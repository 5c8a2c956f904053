//! Shared, swappable knowledge base.
//!
//! Holds the current index snapshot behind a lock. Readers clone an `Arc` and
//! never block a reload for longer than the pointer swap; a reload builds the
//! new index off-lock.

use crate::index::KnowledgeIndex;
use crate::types::{HealthStatus, KnowledgeEntry, KnowledgeStats};
use autofill_core::{AppError, AppResult};
use chrono::{DateTime, Utc};
use sha2::{Digest, Sha256};
use std::collections::BTreeMap;
use std::sync::{Arc, PoisonError, RwLock};

struct Loaded {
    index: Arc<KnowledgeIndex>,
    fingerprint: String,
    loaded_at: DateTime<Utc>,
}

/// The loaded knowledge index plus load metadata.
#[derive(Default)]
pub struct KnowledgeBase {
    current: RwLock<Option<Loaded>>,
}

impl KnowledgeBase {
    pub fn new() -> Self {
        Self::default()
    }

    /// Build an index from `entries` and make it current.
    ///
    /// Requests already holding a snapshot keep using the previous index.
    pub fn install(
        &self,
        entries: Vec<KnowledgeEntry>,
        abbreviations: BTreeMap<String, String>,
    ) -> Arc<KnowledgeIndex> {
        let fingerprint = fingerprint(&entries);
        let index = Arc::new(KnowledgeIndex::build(entries, abbreviations));

        let loaded = Loaded {
            index: Arc::clone(&index),
            fingerprint,
            loaded_at: Utc::now(),
        };

        tracing::info!(
            "Knowledge base loaded: {} entries, fingerprint {}",
            index.len(),
            &loaded.fingerprint[..12]
        );

        *self.current.write().unwrap_or_else(PoisonError::into_inner) = Some(loaded);
        index
    }

    /// Current index snapshot.
    ///
    /// # Errors
    /// `AppError::IndexUnavailable` if no knowledge base was ever loaded.
    pub fn snapshot(&self) -> AppResult<Arc<KnowledgeIndex>> {
        self.current
            .read()
            .unwrap_or_else(PoisonError::into_inner)
            .as_ref()
            .map(|loaded| Arc::clone(&loaded.index))
            .ok_or_else(|| {
                AppError::IndexUnavailable("knowledge base has not been loaded".to_string())
            })
    }

    pub fn status(&self) -> HealthStatus {
        let guard = self.current.read().unwrap_or_else(PoisonError::into_inner);
        match guard.as_ref() {
            None => HealthStatus {
                status: "unavailable".to_string(),
                knowledge_base_entries: 0,
            },
            Some(loaded) if loaded.index.is_empty() => HealthStatus {
                status: "empty".to_string(),
                knowledge_base_entries: 0,
            },
            Some(loaded) => HealthStatus {
                status: "healthy".to_string(),
                knowledge_base_entries: loaded.index.len(),
            },
        }
    }

    pub fn stats(&self) -> AppResult<KnowledgeStats> {
        let guard = self.current.read().unwrap_or_else(PoisonError::into_inner);
        let loaded = guard.as_ref().ok_or_else(|| {
            AppError::IndexUnavailable("knowledge base has not been loaded".to_string())
        })?;

        Ok(KnowledgeStats {
            total_entries: loaded.index.len(),
            documents: loaded.index.document_counts(),
            sections_count: loaded.index.sections_count(),
            vocabulary_size: loaded.index.vocabulary_size(),
            fingerprint: loaded.fingerprint.clone(),
            loaded_at: loaded.loaded_at,
        })
    }
}

/// SHA-256 over entry content, in load order.
fn fingerprint(entries: &[KnowledgeEntry]) -> String {
    let mut hasher = Sha256::new();
    for entry in entries {
        for field in [
            entry.source_document.as_str(),
            entry.section.as_str(),
            entry.question_text.as_str(),
            entry.answer_text.as_str(),
        ] {
            hasher.update(field.as_bytes());
            hasher.update([0u8]);
        }
        hasher.update(entry.row_index.to_le_bytes());
    }
    format!("{:x}", hasher.finalize())
}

========

What you are asked to do: Go through the material above, and wherever a line contains the string "IndexUnavailable", return it.

Written answer:
    /// `AppError::IndexUnavailable` if no knowledge base was ever loaded.
                AppError::IndexUnavailable("knowledge base has not been loaded".to_string())
            AppError::IndexUnavailable("knowledge base has not been loaded".to_string())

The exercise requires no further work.